The move is a measured rollback of one slice of the Biden-era refund framework rather than a wholesale repeal, and consumer advocates and airlines are likely to press competing views when the underlying Refund III proposal advances.
8. DEA moves to place kratom-derived compounds in Schedule I
The Drug Enforcement Administration filed two notices of intent on July 6 signaling temporary Schedule I control of several compounds derived from kratom. One targets 7-hydroxymitragynine above a specified threshold; a companion notice covers mitragynine pseudoindoxyl and the synthetic analogues MGM-15 and MGM-16.
If finalized, the temporary orders would subject anyone who manufactures, distributes, imports, exports, researches, or possesses the substances to the controls and criminal penalties that attach to Schedule I — the most restrictive category under the Controlled Substances Act. The action lands amid a contentious national debate over concentrated 7-hydroxymitragynine products, which some public-health officials say are far more potent than raw-leaf kratom, and which industry advocates argue should be regulated rather than banned. The Investigative Journal will monitor whether the DEA’s scientific and medical findings are published alongside the scheduling orders.
On The Investigative Journal’s beats
Trade and China. The U.S. International Trade Commission is publishing notices in its antidumping and countervailing-duty reviews, including one covering passenger vehicle and light-truck tires from China — part of the long-running enforcement docket on Chinese imports that TIJ follows closely.
The federal workforce. The Office of Personnel Management is issuing a rule on performance appraisal for General Schedule, prevailing-rate, and certain other employees — the latest in a series of civil-service changes reshaping how federal employees are evaluated and managed.
Guns and the regulatory rollback. The Bureau of Alcohol, Tobacco, Firearms, and Explosives proposed easing paperwork for firearms applications, allowing applicants to submit a photo ID in place of passport-style photographs and a single fingerprint card. Comments are due October 5, 2026.
Labor and preemption. The Federal Aviation Administration proposed a rule declaring that federal duty- and rest-period rules preempt state meal-and-rest-break requirements for flight crews, citing the Airline Deregulation Act. Comments are due September 4, 2026.
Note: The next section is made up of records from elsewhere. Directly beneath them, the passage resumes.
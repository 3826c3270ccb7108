//! FleetRegistry — the local source of truth for known instances.
//!
//! Every accessor is synchronous and holds the lock only for the
//! duration of the in-memory read or write. Callers copy out what they
//! need before making network calls and write results back afterwards.

use std::collections::{BTreeMap, BTreeSet};
use std::sync::{Arc, PoisonError, RwLock, RwLockReadGuard, RwLockWriteGuard};

use tracing::debug;

use crate::error::{StateError, StateResult};
use crate::types::*;

/// Thread-safe registry of server instances keyed by `instance_id`.
///
/// Iteration order is the key order, so selection tie-breaks are
/// deterministic for a given fleet.
#[derive(Clone, Default)]
pub struct FleetRegistry {
    instances: Arc<RwLock<BTreeMap<InstanceId, ServerInstance>>>,
}

impl FleetRegistry {
    pub fn new() -> Self {
        Self::default()
    }

    fn read(&self) -> RwLockReadGuard<'_, BTreeMap<InstanceId, ServerInstance>> {
        self.instances.read().unwrap_or_else(PoisonError::into_inner)
    }

    fn write(&self) -> RwLockWriteGuard<'_, BTreeMap<InstanceId, ServerInstance>> {
        self.instances.write().unwrap_or_else(PoisonError::into_inner)
    }

    /// Insert or replace an instance. Rejects capacity overflow.
    pub fn upsert(&self, instance: ServerInstance) -> StateResult<()> {
        instance.capacity.validate()?;
        let id = instance.instance_id.clone();
        self.write().insert(id.clone(), instance);
        debug!(instance_id = %id, "instance stored");
        Ok(())
    }

    pub fn get(&self, instance_id: &str) -> Option<ServerInstance> {
        self.read().get(instance_id).cloned()
    }

    pub fn contains(&self, instance_id: &str) -> bool {
        self.read().contains_key(instance_id)
    }

    /// Snapshot of every instance. Callers must not rely on ordering.
    pub fn list_all(&self) -> Vec<ServerInstance> {
        self.read().values().cloned().collect()
    }

    /// Remove an instance, returning it if it existed.
    pub fn remove(&self, instance_id: &str) -> Option<ServerInstance> {
        let removed = self.write().remove(instance_id);
        if removed.is_some() {
            debug!(%instance_id, "instance removed");
        }
        removed
    }

    pub fn count_by_status(&self, status: InstanceStatus) -> u32 {
        self.read().values().filter(|i| i.status == status).count() as u32
    }

    /// Number of registered instances, whatever their status.
    pub fn len(&self) -> usize {
        self.read().len()
    }

    pub fn is_empty(&self) -> bool {
        self.read().is_empty()
    }

    /// Instances not stopping or stopped.
    pub fn active_count(&self) -> u32 {
        self.read().values().filter(|i| i.status.is_active()).count() as u32
    }

    pub fn ports_in_use(&self) -> BTreeSet<u16> {
        self.read().values().map(|i| i.port).collect()
    }

    /// Apply `f` to a copy of the instance, validate, then store it.
    ///
    /// The stored record is untouched when validation fails.
    pub fn update<F>(&self, instance_id: &str, f: F) -> StateResult<ServerInstance>
    where
        F: FnOnce(&mut ServerInstance),
    {
        let mut instances = self.write();
        let current = instances
            .get(instance_id)
            .ok_or_else(|| StateError::NotFound(instance_id.to_string()))?;

        let mut updated = current.clone();
        f(&mut updated);
        if updated.instance_id != instance_id {
            return Err(StateError::InvalidState(format!(
                "instance id cannot change ({instance_id} -> {})",
                updated.instance_id
            )));
        }
        updated.capacity.validate()?;
        instances.insert(instance_id.to_string(), updated.clone());
        Ok(updated)
    }

    /// Set the status and return the previous one.
    pub fn set_status(
        &self,
        instance_id: &str,
        status: InstanceStatus,
        now: u64,
    ) -> StateResult<InstanceStatus> {
        let mut previous = status;
        self.update(instance_id, |inst| {
            previous = inst.status;
            inst.transition(status, now);
        })?;
        Ok(previous)
    }

    /// Move to `to` if `allowed` accepts the current status, under one lock.
    ///
    /// Returns the record as it was before the transition so the caller
    /// can restore it if the follow-up network call fails.
    pub fn begin_transition(
        &self,
        instance_id: &str,
        to: InstanceStatus,
        now: u64,
        allowed: fn(InstanceStatus) -> bool,
    ) -> StateResult<ServerInstance> {
        let mut instances = self.write();
        let inst = instances
            .get_mut(instance_id)
            .ok_or_else(|| StateError::NotFound(instance_id.to_string()))?;
        if !allowed(inst.status) {
            return Err(StateError::InvalidState(format!(
                "instance {instance_id} cannot go from {} to {to}",
                inst.status
            )));
        }
        let prior = inst.clone();
        inst.transition(to, now);
        Ok(prior)
    }

    /// Put back the status and timestamp captured by `begin_transition`.
    pub fn restore_status(&self, prior: &ServerInstance) -> StateResult<()> {
        self.update(&prior.instance_id, |inst| {
            inst.status = prior.status;
            inst.last_update = prior.last_update;
        })
        .map(|_| ())
    }

    /// Record the number of connected players.
    pub fn set_players(&self, instance_id: &str, current: u32) -> StateResult<ServerInstance> {
        self.update(instance_id, |inst| inst.capacity.current = current)
    }

    /// Promote `starting` instances that have waited at least
    /// `timeout_secs` to `running`. Returns the promoted ids.
    pub fn promote_stale_starting(&self, timeout_secs: u64, now: u64) -> Vec<InstanceId> {
        let mut instances = self.write();
        let mut promoted = Vec::new();
        for inst in instances.values_mut() {
            if inst.status == InstanceStatus::Starting
                && now.saturating_sub(inst.last_update) >= timeout_secs
            {
                inst.transition(InstanceStatus::Running, now);
                promoted.push(inst.instance_id.clone());
            }
        }
        promoted
    }

    pub fn status(&self) -> FleetStatus {
        let instances = self.read();
        let mut status = FleetStatus {
            total_instances: instances.len() as u32,
            running_instances: 0,
            idle_instances: 0,
        };
        for inst in instances.values() {
            if inst.status == InstanceStatus::Running {
                status.running_instances += 1;
                if inst.capacity.is_empty() {
                    status.idle_instances += 1;
                }
            }
        }
        status
    }
}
Immigration and money. The Treasury Department is publishing a notice setting the interest rate paid on cash deposited to secure ICE immigration bonds — a small but telling data point on the machinery of immigration enforcement.
Farm policy. The Agriculture Department finalized a rule establishing the Organic Certification Cost Share Program for 2025 and beyond, funded through fiscal 2031 by the One Big Beautiful Bill Act — a reminder of how sweeping budget legislation filters down into everyday program rules.
Foreign policy. A presidential determination on assistance to Venezuela, issued under the Trafficking Victims Protection Act of 2000, appeared in the July 6 issue.
Methodology and sourcing
Every item above is drawn directly from documents published in, or filed for publication with, the Federal Register, the official daily journal of the United States government. Document numbers, effective dates, and comment deadlines are taken from the filings themselves; where a comment deadline was not fixed in the version reviewed, that is noted. Readers can verify each entry through the linked Federal Register document and submit comments through the referenced regulations.gov dockets. Nothing here constitutes legal advice.